Aber wie ich finde sind sehr viele Hypothesen enthalten.

Wenn ich einen Sparplan mit 25 € monatlich anlege, zahle ich bei 1,5 % 0,375 €.

Bei 250 € (10 x 0,375) sind dies 3,75 € und bei 1.000 € = 15 €.

Kaufe ich eine Aktie, wie ich es mache zu einem bestimmten vorher definierten Kurs zahle ich bei 1.000 € max. 9,90 €.

 

Richtig ist, dass man bei Kauf eines Aktiensparplans einen Mittelkurs erhält.

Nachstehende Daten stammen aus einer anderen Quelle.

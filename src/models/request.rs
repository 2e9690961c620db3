//! Client request model
//!
//! A transport request between two districts. Status only ever moves
//! forward: Pending → Assigned → Completed.

use chrono::{DateTime, Utc};
use serde::{Deserialize, Serialize};
use std::fmt;
use std::str::FromStr;
use uuid::Uuid;

use crate::models::district::{self, Coordinates};
use crate::utils::errors::{invalid_state_error, validation_error, AppError, AppResult};

#[derive(Debug, Clone, Copy, PartialEq, Eq, PartialOrd, Ord, Serialize, Deserialize)]
pub enum RequestStatus {
    Pending,
    Assigned,
    Completed,
}

impl RequestStatus {
    /// The only status this one may advance to
    pub fn next(self) -> Option<RequestStatus> {
        match self {
            RequestStatus::Pending => Some(RequestStatus::Assigned),
            RequestStatus::Assigned => Some(RequestStatus::Completed),
            RequestStatus::Completed => None,
        }
    }
}

impl FromStr for RequestStatus {
    type Err = AppError;

    fn from_str(s: &str) -> Result<Self, Self::Err> {
        match s {
            "Pending" => Ok(RequestStatus::Pending),
            "Assigned" => Ok(RequestStatus::Assigned),
            "Completed" => Ok(RequestStatus::Completed),
            _ => Err(validation_error("status", "Invalid status")),
        }
    }
}

impl fmt::Display for RequestStatus {
    fn fmt(&self, f: &mut fmt::Formatter<'_>) -> fmt::Result {
        let label = match self {
            RequestStatus::Pending => "Pending",
            RequestStatus::Assigned => "Assigned",
            RequestStatus::Completed => "Completed",
        };
        f.write_str(label)
    }
}

#[derive(Debug, Clone)]
pub struct ClientRequest {
    id: Uuid,
    client_id: Uuid,
    goods_description: String,
    pickup_district: String,
    dropoff_district: String,
    pickup_location: Coordinates,
    dropoff_location: Coordinates,
    status: RequestStatus,
    created_at: DateTime<Utc>,
}

#[derive(Debug, Clone, PartialEq, Serialize)]
pub struct RequestDetails {
    pub request_id: Uuid,
    pub client: String,
    pub goods_description: String,
    pub pickup_district: String,
    pub dropoff_district: String,
    pub pickup_location: Coordinates,
    pub dropoff_location: Coordinates,
    pub status: RequestStatus,
    pub created_at: DateTime<Utc>,
}

impl ClientRequest {
    /// Both districts must exist in the directory
    pub fn new(
        client_id: Uuid,
        goods_description: &str,
        pickup_district: &str,
        dropoff_district: &str,
    ) -> AppResult<Self> {
        let pickup_location = district::resolve("pickup_district", pickup_district)?;
        let dropoff_location = district::resolve("dropoff_district", dropoff_district)?;

        Ok(Self {
            id: Uuid::new_v4(),
            client_id,
            goods_description: goods_description.trim().to_string(),
            pickup_district: pickup_district.to_string(),
            dropoff_district: dropoff_district.to_string(),
            pickup_location,
            dropoff_location,
            status: RequestStatus::Pending,
            created_at: Utc::now(),
        })
    }

    pub fn id(&self) -> Uuid {
        self.id
    }

    pub fn client_id(&self) -> Uuid {
        self.client_id
    }

    pub fn goods_description(&self) -> &str {
        &self.goods_description
    }

    pub fn pickup_district(&self) -> &str {
        &self.pickup_district
    }

    pub fn dropoff_district(&self) -> &str {
        &self.dropoff_district
    }

    pub fn pickup_location(&self) -> Coordinates {
        self.pickup_location
    }

    pub fn dropoff_location(&self) -> Coordinates {
        self.dropoff_location
    }

    pub fn status(&self) -> RequestStatus {
        self.status
    }

    /// Move to `target`, which must be the immediate successor
    pub fn advance_to(&mut self, target: RequestStatus) -> AppResult<()> {
        if self.status.next() != Some(target) {
            return Err(invalid_state_error(format!(
                "Request status cannot move from {} to {}",
                self.status, target
            )));
        }
        log::debug!("📦 Request {}: {} -> {}", self.id, self.status, target);
        self.status = target;
        Ok(())
    }

    /// Parse a raw status value, then advance
    pub fn set_status(&mut self, value: &str) -> AppResult<()> {
        let target = value.parse::<RequestStatus>()?;
        self.advance_to(target)
    }

    pub fn confirmation(&self, client_name: &str) -> String {
        format!(
            "Request {} received for {}. Goods: {}. Status: {}",
            self.id, client_name, self.goods_description, self.status
        )
    }

    pub fn details(&self, client_name: &str) -> RequestDetails {
        RequestDetails {
            request_id: self.id,
            client: client_name.to_string(),
            goods_description: self.goods_description.clone(),
            pickup_district: self.pickup_district.clone(),
            dropoff_district: self.dropoff_district.clone(),
            pickup_location: self.pickup_location,
            dropoff_location: self.dropoff_location,
            status: self.status,
            created_at: self.created_at,
        }
    }
}

#[cfg(test)]
mod tests {
    use super::*;
    use crate::utils::errors::ErrorKind;

    fn request() -> ClientRequest {
        ClientRequest::new(Uuid::new_v4(), "Cement bags", "Kampala", "Jinja").unwrap()
    }

    #[test]
    fn test_new_resolves_coordinates() {
        let request = request();
        assert_eq!(request.status(), RequestStatus::Pending);
        assert_eq!(request.pickup_location(), Coordinates::new(0.3476, 32.5825));
        assert_eq!(request.dropoff_location(), Coordinates::new(0.4244, 33.2041));
    }

    #[test]
    fn test_unknown_district_rejected() {
        let err = ClientRequest::new(Uuid::new_v4(), "Sugar", "Kampala", "jinja").unwrap_err();
        assert_eq!(err.kind(), ErrorKind::Validation);
        assert_eq!(err.field(), Some("dropoff_district"));

        let err = ClientRequest::new(Uuid::new_v4(), "Sugar", "Nairobi", "Jinja").unwrap_err();
        assert_eq!(err.field(), Some("pickup_district"));
    }

    #[test]
    fn test_status_moves_forward_only() {
        let mut request = request();
        assert!(request.advance_to(RequestStatus::Completed).is_err());
        assert!(request.advance_to(RequestStatus::Pending).is_err());

        request.advance_to(RequestStatus::Assigned).unwrap();
        assert!(request.advance_to(RequestStatus::Pending).is_err());
        assert!(request.advance_to(RequestStatus::Assigned).is_err());

        request.advance_to(RequestStatus::Completed).unwrap();
        let err = request.advance_to(RequestStatus::Completed).unwrap_err();
        assert_eq!(err.kind(), ErrorKind::InvalidState);
        assert_eq!(request.status(), RequestStatus::Completed);
    }

    #[test]
    fn test_set_status_rejects_unknown_values() {
        let mut request = request();
        let err = request.set_status("Shipped").unwrap_err();
        assert_eq!(err.kind(), ErrorKind::Validation);
        assert_eq!(err.message(), "Invalid status");
        assert_eq!(request.status(), RequestStatus::Pending);

        request.set_status("Assigned").unwrap();
        assert_eq!(request.status(), RequestStatus::Assigned);
    }

    #[test]
    fn test_confirmation_text() {
        let request = request();
        assert_eq!(
            request.confirmation("Alice"),
            format!(
                "Request {} received for Alice. Goods: Cement bags. Status: Pending",
                request.id()
            )
        );
    }
}
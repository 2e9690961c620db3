#![allow(dead_code)]

use axum::{
    body::{to_bytes, Body},
    http::{header, Method, Request, StatusCode},
    Router,
};
use serde_json::Value;
use tower::ServiceExt;

use drivesync::config::environment::EnvironmentConfig;
use drivesync::routes::create_router;
use drivesync::state::AppState;

pub fn test_config() -> EnvironmentConfig {
    EnvironmentConfig {
        environment: "test".to_string(),
        port: 0,
        host: "127.0.0.1".to_string(),
        log_level: "debug".to_string(),
        default_fuel_price: 5000.0,
        jwt_secret: "test-secret".to_string(),
        jwt_expiration: 3600,
        cors_origins: Vec::new(),
        admin_username: "admin".to_string(),
        admin_password: "password123".to_string(),
        admin_display_name: "Default Admin".to_string(),
    }
}

pub fn test_app() -> Router {
    let state = AppState::new(test_config()).expect("valid test config");
    create_router(state)
}

/// Send one request and decode the JSON body
pub async fn send(
    app: &Router,
    method: Method,
    uri: &str,
    token: Option<&str>,
    body: Option<Value>,
) -> (StatusCode, Value) {
    let mut builder = Request::builder().method(method).uri(uri);
    if let Some(token) = token {
        builder = builder.header(header::AUTHORIZATION, format!("Bearer {}", token));
    }
    let request = match body {
        Some(json) => builder
            .header(header::CONTENT_TYPE, "application/json")
            .body(Body::from(json.to_string()))
            .unwrap(),
        None => builder.body(Body::empty()).unwrap(),
    };

    let response = app.clone().oneshot(request).await.unwrap();
    let status = response.status();
    let bytes = to_bytes(response.into_body(), usize::MAX).await.unwrap();
    let json = if bytes.is_empty() {
        Value::Null
    } else {
        serde_json::from_slice(&bytes).unwrap_or(Value::Null)
    };
    (status, json)
}

pub async fn login(app: &Router) -> String {
    let (status, body) = send(
        app,
        Method::POST,
        "/api/auth/login",
        None,
        Some(serde_json::json!({ "username": "admin", "password": "password123" })),
    )
    .await;
    assert_eq!(status, StatusCode::OK, "login failed: {}", body);
    body["data"]["token"].as_str().unwrap().to_string()
}
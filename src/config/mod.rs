//! Project configuration
//!
//! Environment variables and their defaults.

pub mod environment;

pub use environment::*;
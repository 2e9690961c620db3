//! JWT helpers for admin sessions
//!
//! The token subject is the admin display name that the registry later
//! re-verifies on every admin operation.

use jsonwebtoken::{decode, encode, DecodingKey, EncodingKey, Header, Validation};
use serde::{Deserialize, Serialize};

use crate::{config::environment::EnvironmentConfig, utils::errors::AppError};

/// Claims carried by an admin session token
#[derive(Debug, Serialize, Deserialize)]
pub struct JwtClaims {
    pub sub: String,      // admin display name
    pub username: String, // login username
    pub exp: usize,       // expiration timestamp
    pub iat: usize,       // issued at timestamp
}

#[derive(Debug, Clone)]
pub struct JwtConfig {
    pub secret: String,
    pub expiration: u64,
}

impl From<&EnvironmentConfig> for JwtConfig {
    fn from(config: &EnvironmentConfig) -> Self {
        Self {
            secret: config.jwt_secret.clone(),
            expiration: config.jwt_expiration,
        }
    }
}

/// Issue a token for an authenticated admin
pub fn generate_token(
    admin_name: &str,
    username: &str,
    config: &JwtConfig,
) -> Result<String, AppError> {
    let now = chrono::Utc::now();
    let expires_at = now + chrono::Duration::seconds(config.expiration as i64);

    let claims = JwtClaims {
        sub: admin_name.to_string(),
        username: username.to_string(),
        exp: expires_at.timestamp() as usize,
        iat: now.timestamp() as usize,
    };

    let encoding_key = EncodingKey::from_secret(config.secret.as_ref());

    encode(&Header::default(), &claims, &encoding_key)
        .map_err(|e| AppError::Jwt(format!("Error generating token: {}", e)))
}

/// Verify and decode a token
pub fn verify_token(token: &str, config: &JwtConfig) -> Result<JwtClaims, AppError> {
    let decoding_key = DecodingKey::from_secret(config.secret.as_ref());

    let token_data = decode::<JwtClaims>(token, &decoding_key, &Validation::default())
        .map_err(|e| AppError::Jwt(format!("Invalid token: {}", e)))?;

    Ok(token_data.claims)
}

/// Strip the `Bearer ` prefix of an Authorization header
pub fn extract_token_from_header(auth_header: &str) -> Result<&str, AppError> {
    let token = auth_header.strip_prefix("Bearer ").ok_or_else(|| {
        AppError::Unauthorized("Authorization header must start with 'Bearer '".to_string())
    })?;

    if token.is_empty() {
        return Err(AppError::Unauthorized("Token must not be empty".to_string()));
    }

    Ok(token)
}
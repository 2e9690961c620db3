use axum::{
    extract::{Path, State},
    routing::{get, post},
    Json, Router,
};
use validator::Validate;

use crate::dto::api_response::ApiResponse;
use crate::dto::booking_dto::TripActionRequest;
use crate::services::registry::{DriverDashboard, TripTransition};
use crate::state::AppState;
use crate::utils::errors::AppError;

pub fn create_driver_router() -> Router<AppState> {
    Router::new()
        .route("/drivers/:driver_name/dashboard", get(driver_dashboard))
        .route("/trips/start", post(start_trip))
        .route("/trips/stop", post(stop_trip))
}

async fn driver_dashboard(
    State(state): State<AppState>,
    Path(driver_name): Path<String>,
) -> Result<Json<ApiResponse<DriverDashboard>>, AppError> {
    let registry = state.registry.read().await;
    let dashboard = registry.driver_dashboard(&driver_name)?;
    Ok(Json(ApiResponse::success(dashboard)))
}

async fn start_trip(
    State(state): State<AppState>,
    Json(request): Json<TripActionRequest>,
) -> Result<Json<ApiResponse<TripTransition>>, AppError> {
    request.validate()?;
    let mut registry = state.registry.write().await;
    let transition = registry.start_trip(&request.driver_name, request.request_id)?;
    let message = transition.message.clone();
    Ok(Json(ApiResponse::success_with_message(transition, message)))
}

async fn stop_trip(
    State(state): State<AppState>,
    Json(request): Json<TripActionRequest>,
) -> Result<Json<ApiResponse<TripTransition>>, AppError> {
    request.validate()?;
    let mut registry = state.registry.write().await;
    let transition = registry.stop_trip(&request.driver_name, request.request_id)?;
    let message = transition.message.clone();
    Ok(Json(ApiResponse::success_with_message(transition, message)))
}
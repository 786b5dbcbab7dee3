//! Object entry: key, storage cell, and a reference to the shared type descriptor.
use core::fmt;
use core::sync::atomic::{AtomicU32, Ordering};

use crate::error::ObjError;
use crate::object::key::ObjKey;
use crate::object::notify::NodeContext;
use crate::object::types::{ObjType, Scalar};

//==================================================================================OBJ_DATA
/// Storage cell of an entry.
#[derive(Debug)]
pub enum ObjData<'a> {
    /// Raw bit pattern held inside the entry (direct storage).
    Inline(u32),
    /// Raw bit pattern held in caller-owned storage, shared with the application.
    External(&'a AtomicU32),
    /// External storage not attached yet; the entry is not materialized.
    Unbound,
}

//==================================================================================OBJ_ENTRY
/// One addressable, typed value of the object dictionary.
pub struct ObjEntry<'a> {
    key: ObjKey,
    data: ObjData<'a>,
    ty: &'static dyn ObjType,
}

impl<'a> ObjEntry<'a> {
    /// Entry with direct storage; sets the `DIRECT` flag.
    pub const fn inline(key: ObjKey, ty: &'static dyn ObjType, raw: u32) -> Self {
        Self {
            key: key.with_direct(true),
            data: ObjData::Inline(raw),
            ty,
        }
    }

    /// Entry backed by caller-owned storage; clears the `DIRECT` flag.
    pub const fn external(key: ObjKey, ty: &'static dyn ObjType, cell: &'a AtomicU32) -> Self {
        Self {
            key: key.with_direct(false),
            data: ObjData::External(cell),
            ty,
        }
    }

    /// Entry whose external storage will be attached later with [`bind`](Self::bind).
    pub const fn unbound(key: ObjKey, ty: &'static dyn ObjType) -> Self {
        Self {
            key: key.with_direct(false),
            data: ObjData::Unbound,
            ty,
        }
    }

    #[inline]
    pub fn key(&self) -> ObjKey {
        self.key
    }

    #[inline]
    pub fn data(&self) -> &ObjData<'a> {
        &self.data
    }

    /// Shared type descriptor.
    #[inline]
    pub fn ty(&self) -> &'static dyn ObjType {
        self.ty
    }

    /// Direct storage is active (derived from the storage variant, not the flag).
    #[inline]
    pub fn is_direct(&self) -> bool {
        matches!(self.data, ObjData::Inline(_))
    }

    /// Storage is present, inline or external.
    #[inline]
    pub fn is_materialized(&self) -> bool {
        !matches!(self.data, ObjData::Unbound)
    }

    /// Attach external storage.
    pub fn bind(&mut self, cell: &'a AtomicU32) {
        self.key = self.key.with_direct(false);
        self.data = ObjData::External(cell);
    }

    /// Stored raw bit pattern, `None` when unbound.
    pub fn raw(&self) -> Option<u32> {
        match &self.data {
            ObjData::Inline(raw) => Some(*raw),
            ObjData::External(cell) => Some(cell.load(Ordering::Acquire)),
            ObjData::Unbound => None,
        }
    }

    /// Replace the stored raw bit pattern and return the previous one.
    /// Unbound entries are left unchanged and yield `None`.
    pub fn store_raw(&mut self, raw: u32) -> Option<u32> {
        match &mut self.data {
            ObjData::Inline(current) => Some(core::mem::replace(current, raw)),
            ObjData::External(cell) => Some(cell.swap(raw, Ordering::AcqRel)),
            ObjData::Unbound => None,
        }
    }

    //==============================================================================DISPATCH

    /// See [`ObjType::size`].
    pub fn size(&self, node: &NodeContext<'_>, width: u32) -> u32 {
        self.ty.size(self, node, width)
    }

    /// See [`ObjType::init`].
    pub fn init(&self, node: &NodeContext<'_>) -> Result<(), ObjError> {
        self.ty.init(self, node)
    }

    /// See [`ObjType::read`].
    pub fn read(&self, node: &NodeContext<'_>, buffer: &mut [u8]) -> Result<(), ObjError> {
        self.ty.read(self, node, buffer)
    }

    /// See [`ObjType::write`].
    pub fn write(&mut self, node: &NodeContext<'_>, buffer: &[u8]) -> Result<(), ObjError> {
        let ty = self.ty;
        ty.write(self, node, buffer)
    }

    /// Typed read through the descriptor.
    pub fn get<T: Scalar>(&self, node: &NodeContext<'_>) -> Result<T, ObjError> {
        let mut bytes = [0u8; 4];
        self.read(node, &mut bytes[..T::WIDTH])?;
        Ok(T::from_raw(u32::from_le_bytes(bytes)))
    }

    /// Typed write through the descriptor.
    pub fn set<T: Scalar>(&mut self, node: &NodeContext<'_>, value: T) -> Result<(), ObjError> {
        let bytes = value.to_raw().to_le_bytes();
        self.write(node, &bytes[..T::WIDTH])
    }

    pub fn read_f32(&self, node: &NodeContext<'_>) -> Result<f32, ObjError> {
        self.get::<f32>(node)
    }

    pub fn write_f32(&mut self, node: &NodeContext<'_>, value: f32) -> Result<(), ObjError> {
        self.set(node, value)
    }
}

impl fmt::Debug for ObjEntry<'_> {
    fn fmt(&self, f: &mut fmt::Formatter<'_>) -> fmt::Result {
        f.debug_struct("ObjEntry")
            .field("key", &self.key)
            .field("data", &self.data)
            .finish_non_exhaustive()
    }
}

//==================================================================================TESTS
#[cfg(test)]
#[path = "tests.rs"]
mod tests;
//! Test doubles for the CAN controller, the diagnostics hook, and the TPDO
//! layer. Every double is `Sync` so a driver can be shared with a thread that
//! plays the transmit-complete interrupt.
use canopen_core::driver::bit_timing::BitTiming;
use canopen_core::driver::traits::can_peripheral::{CanPeripheral, Filter, Notifications};
use canopen_core::driver::traits::diagnostics::{Diagnostic, DiagnosticHook};
use canopen_core::object::notify::TpdoNotifier;
use canopen_core::{CanFrame, HalError, ObjKey};
use std::cell::Cell;
use std::collections::VecDeque;
use std::sync::Mutex;

thread_local! {
    /// Set while the current thread runs [`MockPeripheral::interrupt`].
    static IN_ISR: Cell<bool> = const { Cell::new(false) };
}

#[derive(Default)]
#[allow(dead_code)]
/// Mutable controller state behind the mock's lock.
pub struct BusState {
    pub free: usize,
    pub sent: Vec<CanFrame>,
    pub rx: VecDeque<CanFrame>,
    pub timing: Option<BitTiming>,
    pub filter: Option<Filter>,
    pub running: bool,
    pub notifications: Notifications,
    /// Mailboxes completed by the running interrupt, only visible inside it.
    pub isr_free: usize,
    /// Software-pended transmit-complete interrupts.
    pub pended: usize,
}

#[derive(Default)]
#[allow(dead_code)]
/// In-memory bxCAN-like controller: `free` mailboxes that fill on `add_tx`
/// and empty again through [`MockPeripheral::complete`].
pub struct MockPeripheral {
    state: Mutex<BusState>,
}

#[allow(dead_code)]
impl MockPeripheral {
    /// Controller with `free` idle transmit mailboxes.
    pub fn with_free(free: usize) -> Self {
        let mock = Self::default();
        mock.state().free = free;
        mock
    }

    /// Lock the simulated state.
    pub fn state(&self) -> std::sync::MutexGuard<'_, BusState> {
        self.state.lock().unwrap()
    }

    /// `mailboxes` transmissions finished on the bus.
    pub fn complete(&self, mailboxes: usize) {
        self.state().free += mailboxes;
    }

    /// Run `handler` as the transmit-complete interrupt for `completed`
    /// mailboxes. Task context cannot observe those mailboxes until the
    /// handler returns, as with a preempting interrupt.
    pub fn interrupt<R>(&self, completed: usize, handler: impl FnOnce() -> R) -> R {
        self.state().isr_free += completed;
        IN_ISR.with(|flag| flag.set(true));
        let result = handler();
        IN_ISR.with(|flag| flag.set(false));
        let mut state = self.state();
        state.free += state.isr_free;
        state.isr_free = 0;
        result
    }

    /// Identifiers of every frame handed to a mailbox, in order.
    pub fn sent_ids(&self) -> Vec<u16> {
        self.state().sent.iter().map(CanFrame::std_id).collect()
    }

    /// Queue a frame on the receive FIFO.
    pub fn inject(&self, frame: CanFrame) {
        self.state().rx.push_back(frame);
    }
}

impl CanPeripheral for MockPeripheral {
    fn init(&self) {}

    fn configure(&self, timing: &BitTiming) -> Result<(), HalError> {
        self.state().timing = Some(*timing);
        Ok(())
    }

    fn configure_filter(&self, filter: &Filter) {
        self.state().filter = Some(*filter);
    }

    fn start(&self) {
        self.state().running = true;
    }

    fn stop(&self) {
        self.state().running = false;
    }

    fn enable_notifications(&self, notifications: Notifications) {
        let mut state = self.state();
        state.notifications = state.notifications | notifications;
    }

    fn notifications(&self) -> Notifications {
        self.state().notifications
    }

    fn free_tx_mailboxes(&self) -> usize {
        let state = self.state();
        if IN_ISR.with(Cell::get) {
            state.free + state.isr_free
        } else {
            state.free
        }
    }

    fn add_tx(&self, frame: &CanFrame) -> Result<(), HalError> {
        let mut state = self.state();
        if IN_ISR.with(Cell::get) && state.isr_free > 0 {
            state.isr_free -= 1;
        } else if state.free > 0 {
            state.free -= 1;
        } else {
            return Err(HalError::Failed);
        }
        state.sent.push(*frame);
        Ok(())
    }

    fn take_rx(&self) -> Option<CanFrame> {
        self.state().rx.pop_front()
    }

    fn pend_tx_complete(&self) {
        self.state().pended += 1;
    }
}

#[derive(Default)]
#[allow(dead_code)]
/// Diagnostics hook keeping every signal.
pub struct RecordingDiagnostics {
    pub signals: Mutex<Vec<Diagnostic>>,
}

#[allow(dead_code)]
impl RecordingDiagnostics {
    pub fn signals(&self) -> Vec<Diagnostic> {
        self.signals.lock().unwrap().clone()
    }
}

impl DiagnosticHook for RecordingDiagnostics {
    fn signal(&self, event: Diagnostic) {
        self.signals.lock().unwrap().push(event);
    }
}

#[derive(Default)]
#[allow(dead_code)]
/// TPDO notifier keeping every triggered key.
pub struct RecordingNotifier {
    pub keys: Mutex<Vec<ObjKey>>,
}

#[allow(dead_code)]
impl RecordingNotifier {
    pub fn keys(&self) -> Vec<ObjKey> {
        self.keys.lock().unwrap().clone()
    }
}

impl TpdoNotifier for RecordingNotifier {
    fn trigger(&self, key: ObjKey) {
        self.keys.lock().unwrap().push(key);
    }
}

#[allow(dead_code)]
/// Four-byte frame used by the scenarios.
pub fn frame(id: u16) -> CanFrame {
    CanFrame::new(id, &[0xDE, 0xAD, 0xBE, 0xEF]).unwrap()
}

Aber weiß man vorher ob man nicht in steigende Kurse der letzten Welle (des letzten Anstiegs) kauft und somit zu überhöhten Kursen kauft.

 

Bei einem Einmalinvestment erfolgt dagegen nur der einmalige Einstiegskurs, dieser kann tiefer, gleich oder höher liegen.

Bei allen Anlageformen, also Sparplan oder Direktinvestment kommt es m.E. auf den Anlagehorizont und den für sich fairen Preis des Einstiegs an.

 

Ich warte teilweise bis zu zwei Jahren, um den Einstiegskurs zu erhalten, der für mich fair ist.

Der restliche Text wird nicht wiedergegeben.